How to prevent it from happening again
Remediating a bucket once is not enough. Drift creeps back in through new buckets, automation, and well-meaning manual changes. Lock it down at the source.
Set the account-level block as your baseline
Enabling account-level BPA is the single highest-leverage move. It protects every existing and future bucket, and a per-bucket setting cannot override it to be more permissive. Make this a standing control across every account in your organization.
Enforce with Service Control Policies
In AWS Organizations, you can deny any attempt to weaken Block Public Access. This SCP blocks the API calls that would disable account-level protection:
{
"Version": "2012-10-17",
"Statement": [
{
"Sid": "DenyDisablingS3BPA",
"Effect": "Deny",
"Action": [
"s3:PutAccountPublicAccessBlock"
],
"Resource": "*",
"Condition": {
"Bool": {
"aws:PrincipalIsAWSService": "false"
}
}
}
]
}Warning: An SCP this broad will also block legitimate administrators. Scope it to allow a dedicated break-glass role if you ever need to change the configuration, and test it in a non-production OU first.
Gate it in CI/CD
If you provision buckets through Terraform, run a policy-as-code check before apply. Both tfsec and checkov ship with rules for this out of the box:
# Checkov - fails the pipeline if a bucket lacks full public access block
checkov -d . --check CKV_AWS_53,CKV_AWS_54,CKV_AWS_55,CKV_AWS_56Wire that into your pull request pipeline so a bucket without complete BPA never reaches an environment.
Add a guardrail with AWS Config
Turn on the managed rule s3-bucket-level-public-access-prohibited for continuous detection, and pair it with an automatic remediation action so any drift is corrected without human intervention.
Best practices
- Treat all four settings as one unit. Never enable a subset. "Block all public access" is the only configuration that fully closes both the ACL and policy paths.
- Disable ACLs entirely where you can. Set the bucket's object ownership to
BucketOwnerEnforced. This removes ACLs from the equation and forces all access decisions through IAM and bucket policies, which are far easier to reason about. - Serve public content through CloudFront, not S3 directly. Keep the bucket private and use a CloudFront distribution with Origin Access Control. You get a CDN, TLS, and caching while the bucket stays locked down.
- Default deny, grant narrowly. When a workload needs access, grant it to a specific IAM role or VPC endpoint, never to
"*". - Scan continuously. A bucket that passes today can fail tomorrow when someone changes it. Continuous monitoring, like the Lensix
s3_public_accesscheck, catches drift before an attacker does.

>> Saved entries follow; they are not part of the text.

//! Control Panel Widget
//! Left side panel with the data source, mode, topic and threshold controls.

use crate::data::{Mode, Scope};
use egui::{Color32, ComboBox, RichText};
use serde::{Deserialize, Serialize};
use std::path::PathBuf;

/// Selections that survive restarts through eframe persistence.
#[derive(Debug, Clone, PartialEq, Serialize, Deserialize)]
#[serde(default)]
pub struct UserSettings {
    pub data_dir: PathBuf,
    pub mode: Mode,
    pub scope: Scope,
    /// Slider position, 0..=100.
    pub threshold: u8,
}

impl Default for UserSettings {
    fn default() -> Self {
        Self {
            data_dir: PathBuf::from("data"),
            mode: Mode::default(),
            scope: Scope::default(),
            threshold: 0,
        }
    }
}

impl UserSettings {
    /// Minimum similarity for a visible network edge.
    pub fn min_similarity(&self) -> f64 {
        f64::from(self.threshold.min(100)) / 100.0
    }

    pub fn threshold_label(&self) -> String {
        format!("Min Edge Sim: {:.2}", self.min_similarity())
    }
}

/// Left side control panel.
pub struct ControlPanel {
    pub settings: UserSettings,
    pub topics: Vec<String>,
    pub status: String,
    pub is_loading: bool,
}

impl ControlPanel {
    pub fn new(settings: UserSettings) -> Self {
        Self {
            settings,
            topics: vec![crate::data::GLOBAL_LABEL.to_string()],
            status: "Ready".to_string(),
            is_loading: false,
        }
    }

    /// Replace the topic list after a reload, keeping the selection when possible.
    pub fn update_topics(&mut self, topics: Vec<String>) {
        self.topics = topics;
        self.settings.scope =
            crate::data::DataProcessor::resolve_scope(&self.topics, &self.settings.scope);
    }

    pub fn set_status(&mut self, status: impl Into<String>) {
        self.status = status.into();
    }

    /// Draw the control panel
    pub fn show(&mut self, ui: &mut egui::Ui) -> ControlPanelAction {
        let mut action = ControlPanelAction::None;

        ui.vertical_centered(|ui| {
            ui.add_space(5.0);
            ui.label(
                RichText::new("🌐 Language Proximity")
                    .size(20.0)
                    .color(Color32::from_rgb(100, 149, 237)),
            );
            ui.label(RichText::new("Explorer").size(11.0).color(Color32::GRAY));
        });
        ui.add_space(10.0);
        ui.separator();
        ui.add_space(5.0);

        // ===== Data Source =====
        ui.label(RichText::new("📁 Data Source").size(14.0).strong());
        ui.add_space(5.0);

        egui::Frame::none()
            .fill(ui.visuals().widgets.noninteractive.bg_fill)
            .rounding(5.0)
            .inner_margin(8.0)
            .show(ui, |ui| {
                ui.label(
                    RichText::new(self.settings.data_dir.display().to_string())
                        .size(12.0)
                        .color(Color32::WHITE),
                );
                ui.horizontal(|ui| {
                    ui.add_enabled_ui(!self.is_loading, |ui| {
                        if ui.button("📂 Data Folder").clicked() {
                            action = ControlPanelAction::PickDataFolder;
                        }
                        if ui.button("⟳ Reload").clicked() {
                            action = ControlPanelAction::Reload;
                        }
                    });
                });
            });

        ui.add_space(15.0);
        ui.separator();
        ui.add_space(10.0);

        // ===== Analysis =====
        ui.label(RichText::new("⚙️ Analysis").size(14.0).strong());
        ui.add_space(8.0);

        let label_width = 95.0;
        let combo_width = 190.0;

        ui.horizontal(|ui| {
            ui.add_sized([label_width, 20.0], egui::Label::new("Analysis Mode:"));
            ui.add_enabled_ui(!self.is_loading, |ui| {
                ComboBox::from_id_salt("analysis_mode")
                    .width(combo_width)
                    .selected_text(self.settings.mode.label())
                    .show_ui(ui, |ui| {
                        for mode in Mode::ALL {
                            if ui
                                .selectable_label(self.settings.mode == mode, mode.label())
                                .clicked()
                                && self.settings.mode != mode
                            {
                                self.settings.mode = mode;
                                action = ControlPanelAction::ModeChanged;
                            }
                        }
                    });
            });
        });

        ui.add_space(5.0);

        ui.horizontal(|ui| {
            ui.add_sized([label_width, 20.0], egui::Label::new("Topic Scope:"));
            ComboBox::from_id_salt("topic_scope")
                .width(combo_width)
                .selected_text(self.settings.scope.label())
                .show_ui(ui, |ui| {
                    for topic in &self.topics {
                        let selected = self.settings.scope.label() == topic;
                        if ui.selectable_label(selected, topic).clicked() && !selected {
                            self.settings.scope = Scope::from_label(topic);
                            action = ControlPanelAction::ScopeChanged;
                        }
                    }
                });
        });

        ui.add_space(12.0);

        ui.label(RichText::new(self.settings.threshold_label()).size(12.0));
        let slider = egui::Slider::new(&mut self.settings.threshold, 0..=100)
            .show_value(false)
            .step_by(1.0);
        if ui.add(slider).changed() {
            action = ControlPanelAction::ThresholdChanged;
        }

        ui.add_space(15.0);
        ui.separator();
        ui.add_space(10.0);

        // ===== Status =====
        ui.label(RichText::new("📊 Status").size(14.0).strong());
        ui.add_space(5.0);

        ui.horizontal(|ui| {
            if self.is_loading {
                ui.spinner();
            }
            let status_color = if self.status.contains("Error") || self.status.contains("failed") {
                Color32::from_rgb(220, 53, 69)
            } else if self.status.starts_with("Loaded") {
                Color32::from_rgb(40, 167, 69)
            } else {
                Color32::GRAY
            };
            ui.add(
                egui::Label::new(RichText::new(&self.status).size(11.0).color(status_color))
                    .wrap(),
            );
        });

        action
    }
}

/// Actions triggered by control panel
#[derive(Debug, Clone, PartialEq)]
pub enum ControlPanelAction {
    None,
    PickDataFolder,
    Reload,
    ModeChanged,
    ScopeChanged,
    ThresholdChanged,
}

#[cfg(test)]
mod tests {
    use super::*;

    #[test]
    fn threshold_maps_to_two_decimals() {
        let mut s = UserSettings::default();
        assert_eq!(s.threshold_label(), "Min Edge Sim: 0.00");
        s.threshold = 45;
        assert!((s.min_similarity() - 0.45).abs() < 1e-12);
        assert_eq!(s.threshold_label(), "Min Edge Sim: 0.45");
    }

    #[test]
    fn update_topics_keeps_or_resets_scope() {
        let mut panel = ControlPanel::new(UserSettings {
            scope: Scope::Topic("food".into()),
            ..UserSettings::default()
        });
        panel.update_topics(vec!["Global".into(), "animals".into(), "food".into()]);
        assert_eq!(panel.settings.scope, Scope::Topic("food".into()));
        panel.update_topics(vec!["Global".into(), "animals".into()]);
        assert_eq!(panel.settings.scope, Scope::Global);
    }
}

Tip: Run a quick audit across every bucket in an account to find the gaps before they become findings. This lists each bucket and its current block configuration so you can spot the partial ones at a glance.
for bucket in $(aws s3api list-buckets --query 'Buckets[].Name' --output text); do
echo "== $bucket =="
aws s3api get-public-access-block --bucket "$bucket" \
--query 'PublicAccessBlockConfiguration' --output json 2>/dev/null \
|| echo " NO PUBLIC ACCESS BLOCK CONFIGURED"
doneBlock Public Access is cheap, has no performance cost, and prevents one of the most damaging classes of cloud misconfiguration. There is rarely a good reason to leave any of the four settings off. Set the account baseline, enforce it with policy, and let your monitoring catch anything that slips.